▶ _Data supplied_:
########################################
//! High-frequency loss in thin air

use crate::knobs::{Knob, MAX_LOWPASS_HZ};

/// Every audible frequency propagates above this density, kg/m^3
pub const MIN_FULL_SPECTRUM_DENSITY: f32 = 0.0089;

/// Low-pass cutoff imposed by the atmosphere.
///
/// A linear proxy: the highest audible frequency is `density * freq_coef`,
/// never below `floor_hz`. Dense air leaves the full spectrum (`Off`).
pub fn lowpass_cutoff(density: f32, freq_coef: f32, floor_hz: f32) -> Knob {
    if density > MIN_FULL_SPECTRUM_DENSITY {
        return Knob::Off;
    }
    Knob::cutoff((density * freq_coef).max(floor_hz))
}

/// Linear interpolation with `t` clamped to [0, 1]
pub fn lerp(from: f32, to: f32, t: f32) -> f32 {
    from + (to - from) * t.clamp(0.0, 1.0)
}

/// Cutoff ahead of the shock when a supersonic floor is configured.
///
/// Opens from the floor toward the full spectrum as the shock weakens,
/// and never exceeds the atmospheric cutoff.
pub fn distant_boom_cutoff(atmospheric: Knob, supersonic_floor_hz: f32, shock_strength: f32) -> Knob {
    let supersonic = lerp(supersonic_floor_hz, MAX_LOWPASS_HZ, 1.0 - shock_strength);
    match atmospheric {
        Knob::Set(hz) => Knob::cutoff(hz.min(supersonic)),
        Knob::Off => Knob::cutoff(supersonic),
    }
}
//! Aerodynamic visual effects (condensation and re-entry glow)
//!
//! The host's stock effect shows condensation and plasma based on raw airspeed.
//! These settings take it over so the visuals follow the same Mach thresholds
//! as the audio.

use serde::{Deserialize, Serialize};

use crate::config::SoundscapeConfig;

/// Surface speed where re-entry heating starts to show, m/s
pub const THERMAL_START_SPEED: f32 = 800.0;
/// Surface speed of full re-entry heating, m/s
pub const THERMAL_FULL_SPEED: f32 = 1150.0;
/// Airspeed the host effect is pinned to during condensation, m/s
pub const CONDENSATION_LOCK_AIRSPEED: f32 = 400.0;
/// Base effect intensity while an effect is shown
const ACTIVE_INTENSITY: f32 = 3.0;

/// Which effect the host should draw
#[derive(Debug, Clone, Copy, PartialEq, Eq, Serialize, Deserialize)]
pub enum AeroFxPhase {
    Disabled,
    Condensation,
    Supersonic,
    Reentry,
}

/// Settings for the host's aerodynamic effect
#[derive(Debug, Clone, Copy, PartialEq, Serialize, Deserialize)]
pub struct AeroFxSettings {
    pub phase: AeroFxPhase,
    pub intensity: f32,
    /// 0 is condensation, 1 is full plasma
    pub thermal_blend: f32,
    pub locked_airspeed: Option<f32>,
}

impl AeroFxSettings {
    pub fn disabled() -> Self {
        Self {
            phase: AeroFxPhase::Disabled,
            intensity: 0.0,
            thermal_blend: 0.0,
            locked_airspeed: None,
        }
    }

    pub fn evaluate(mach_number: f32, surface_speed: f32, config: &SoundscapeConfig) -> Self {
        let lower = config.lower_mach_threshold;
        let upper = config.upper_mach_threshold;

        if mach_number < lower {
            return Self::disabled();
        }

        if mach_number <= upper {
            let distance = ((mach_number - 1.0) / (1.0 - lower)).abs();
            return Self {
                phase: AeroFxPhase::Condensation,
                intensity: ACTIVE_INTENSITY + (1.0 - distance) * config.condensation_effect_strength,
                thermal_blend: 0.0,
                locked_airspeed: Some(CONDENSATION_LOCK_AIRSPEED),
            };
        }

        if surface_speed < THERMAL_START_SPEED {
            return Self {
                phase: AeroFxPhase::Supersonic,
                ..Self::disabled()
            };
        }

        let blend = if surface_speed >= THERMAL_FULL_SPEED {
            1.0
        } else {
            (surface_speed - THERMAL_START_SPEED) / (THERMAL_FULL_SPEED - THERMAL_START_SPEED)
        };
        Self {
            phase: AeroFxPhase::Reentry,
            intensity: ACTIVE_INTENSITY,
            thermal_blend: blend,
            locked_airspeed: None,
        }
    }
}

impl Default for AeroFxSettings {
    fn default() -> Self {
        Self::disabled()
    }
}

#[cfg(test)]
mod tests {
    use super::*;

    fn eval(mach: f32, speed: f32) -> AeroFxSettings {
        AeroFxSettings::evaluate(mach, speed, &SoundscapeConfig::default())
    }

    #[test]
    fn test_subsonic_disabled() {
        assert_eq!(eval(0.5, 170.0), AeroFxSettings::disabled());
    }

    #[test]
    fn test_condensation_peaks_at_mach_one() {
        let peak = eval(1.0, 340.0);
        assert_eq!(peak.phase, AeroFxPhase::Condensation);
        assert!((peak.intensity - 3.5).abs() < 1e-5);
        assert_eq!(peak.locked_airspeed, Some(CONDENSATION_LOCK_AIRSPEED));

        let edge = eval(0.8, 272.0);
        assert!((edge.intensity - 3.0).abs() < 1e-5);
    }

    #[test]
    fn test_condensation_wins_over_heating() {
        // Transonic in thin, cold air can be fast in m/s
        assert_eq!(eval(1.1, 900.0).phase, AeroFxPhase::Condensation);
    }

    #[test]
    fn test_supersonic_clear() {
        let fx = eval(2.0, 680.0);
        assert_eq!(fx.phase, AeroFxPhase::Supersonic);
        assert_eq!(fx.intensity, 0.0);
    }

    #[test]
    fn test_reentry_blend() {
        let fx = eval(3.0, 975.0);
        assert_eq!(fx.phase, AeroFxPhase::Reentry);
        assert!((fx.thermal_blend - 0.5).abs() < 1e-5);
        assert_eq!(eval(5.0, 2000.0).thermal_blend, 1.0);
        assert_eq!(eval(2.5, 800.0).thermal_blend, 0.0);
    }
}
########################################
▶ _Brief_: Copy the data once more. Leave nothing out.

▶ _Response to this task_:
//! High-frequency loss in thin air

use crate::knobs::{Knob, MAX_LOWPASS_HZ};

/// Every audible frequency propagates above this density, kg/m^3
pub const MIN_FULL_SPECTRUM_DENSITY: f32 = 0.0089;

/// Low-pass cutoff imposed by the atmosphere.
///
/// A linear proxy: the highest audible frequency is `density * freq_coef`,
/// never below `floor_hz`. Dense air leaves the full spectrum (`Off`).
pub fn lowpass_cutoff(density: f32, freq_coef: f32, floor_hz: f32) -> Knob {
    if density > MIN_FULL_SPECTRUM_DENSITY {
        return Knob::Off;
    }
    Knob::cutoff((density * freq_coef).max(floor_hz))
}

/// Linear interpolation with `t` clamped to [0, 1]
pub fn lerp(from: f32, to: f32, t: f32) -> f32 {
    from + (to - from) * t.clamp(0.0, 1.0)
}

/// Cutoff ahead of the shock when a supersonic floor is configured.
///
/// Opens from the floor toward the full spectrum as the shock weakens,
/// and never exceeds the atmospheric cutoff.
pub fn distant_boom_cutoff(atmospheric: Knob, supersonic_floor_hz: f32, shock_strength: f32) -> Knob {
    let supersonic = lerp(supersonic_floor_hz, MAX_LOWPASS_HZ, 1.0 - shock_strength);
    match atmospheric {
        Knob::Set(hz) => Knob::cutoff(hz.min(supersonic)),
        Knob::Off => Knob::cutoff(supersonic),
    }
}
//! Aerodynamic visual effects (condensation and re-entry glow)
//!
//! The host's stock effect shows condensation and plasma based on raw airspeed.
//! These settings take it over so the visuals follow the same Mach thresholds
//! as the audio.

use serde::{Deserialize, Serialize};

use crate::config::SoundscapeConfig;

/// Surface speed where re-entry heating starts to show, m/s
pub const THERMAL_START_SPEED: f32 = 800.0;
/// Surface speed of full re-entry heating, m/s
pub const THERMAL_FULL_SPEED: f32 = 1150.0;
/// Airspeed the host effect is pinned to during condensation, m/s
pub const CONDENSATION_LOCK_AIRSPEED: f32 = 400.0;
/// Base effect intensity while an effect is shown
const ACTIVE_INTENSITY: f32 = 3.0;

/// Which effect the host should draw
#[derive(Debug, Clone, Copy, PartialEq, Eq, Serialize, Deserialize)]
pub enum AeroFxPhase {
    Disabled,
    Condensation,
    Supersonic,
    Reentry,
}

/// Settings for the host's aerodynamic effect
#[derive(Debug, Clone, Copy, PartialEq, Serialize, Deserialize)]
pub struct AeroFxSettings {
    pub phase: AeroFxPhase,
    pub intensity: f32,
    /// 0 is condensation, 1 is full plasma
    pub thermal_blend: f32,
    pub locked_airspeed: Option<f32>,
}

impl AeroFxSettings {
    pub fn disabled() -> Self {
        Self {
            phase: AeroFxPhase::Disabled,
            intensity: 0.0,
            thermal_blend: 0.0,
            locked_airspeed: None,
        }
    }

    pub fn evaluate(mach_number: f32, surface_speed: f32, config: &SoundscapeConfig) -> Self {
        let lower = config.lower_mach_threshold;
        let upper = config.upper_mach_threshold;

        if mach_number < lower {
            return Self::disabled();
        }

        if mach_number <= upper {
            let distance = ((mach_number - 1.0) / (1.0 - lower)).abs();
            return Self {
                phase: AeroFxPhase::Condensation,
                intensity: ACTIVE_INTENSITY + (1.0 - distance) * config.condensation_effect_strength,
                thermal_blend: 0.0,
                locked_airspeed: Some(CONDENSATION_LOCK_AIRSPEED),
            };
        }

        if surface_speed < THERMAL_START_SPEED {
            return Self {
                phase: AeroFxPhase::Supersonic,
                ..Self::disabled()
            };
        }

        let blend = if surface_speed >= THERMAL_FULL_SPEED {
            1.0
        } else {
            (surface_speed - THERMAL_START_SPEED) / (THERMAL_FULL_SPEED - THERMAL_START_SPEED)
        };
        Self {
            phase: AeroFxPhase::Reentry,
            intensity: ACTIVE_INTENSITY,
            thermal_blend: blend,
            locked_airspeed: None,
        }
    }
}

impl Default for AeroFxSettings {
    fn default() -> Self {
        Self::disabled()
    }
}

#[cfg(test)]
mod tests {
    use super::*;

    fn eval(mach: f32, speed: f32) -> AeroFxSettings {
        AeroFxSettings::evaluate(mach, speed, &SoundscapeConfig::default())
    }

    #[test]
    fn test_subsonic_disabled() {
        assert_eq!(eval(0.5, 170.0), AeroFxSettings::disabled());
    }

    #[test]
    fn test_condensation_peaks_at_mach_one() {
        let peak = eval(1.0, 340.0);
        assert_eq!(peak.phase, AeroFxPhase::Condensation);
        assert!((peak.intensity - 3.5).abs() < 1e-5);
        assert_eq!(peak.locked_airspeed, Some(CONDENSATION_LOCK_AIRSPEED));

        let edge = eval(0.8, 272.0);
        assert!((edge.intensity - 3.0).abs() < 1e-5);
    }

    #[test]
    fn test_condensation_wins_over_heating() {
        // Transonic in thin, cold air can be fast in m/s
        assert_eq!(eval(1.1, 900.0).phase, AeroFxPhase::Condensation);
    }

    #[test]
    fn test_supersonic_clear() {
        let fx = eval(2.0, 680.0);
        assert_eq!(fx.phase, AeroFxPhase::Supersonic);
        assert_eq!(fx.intensity, 0.0);
    }

    #[test]
    fn test_reentry_blend() {
        let fx = eval(3.0, 975.0);
        assert_eq!(fx.phase, AeroFxPhase::Reentry);
        assert!((fx.thermal_blend - 0.5).abs() < 1e-5);
        assert_eq!(eval(5.0, 2000.0).thermal_blend, 1.0);
        assert_eq!(eval(2.5, 800.0).thermal_blend, 0.0);
    }
}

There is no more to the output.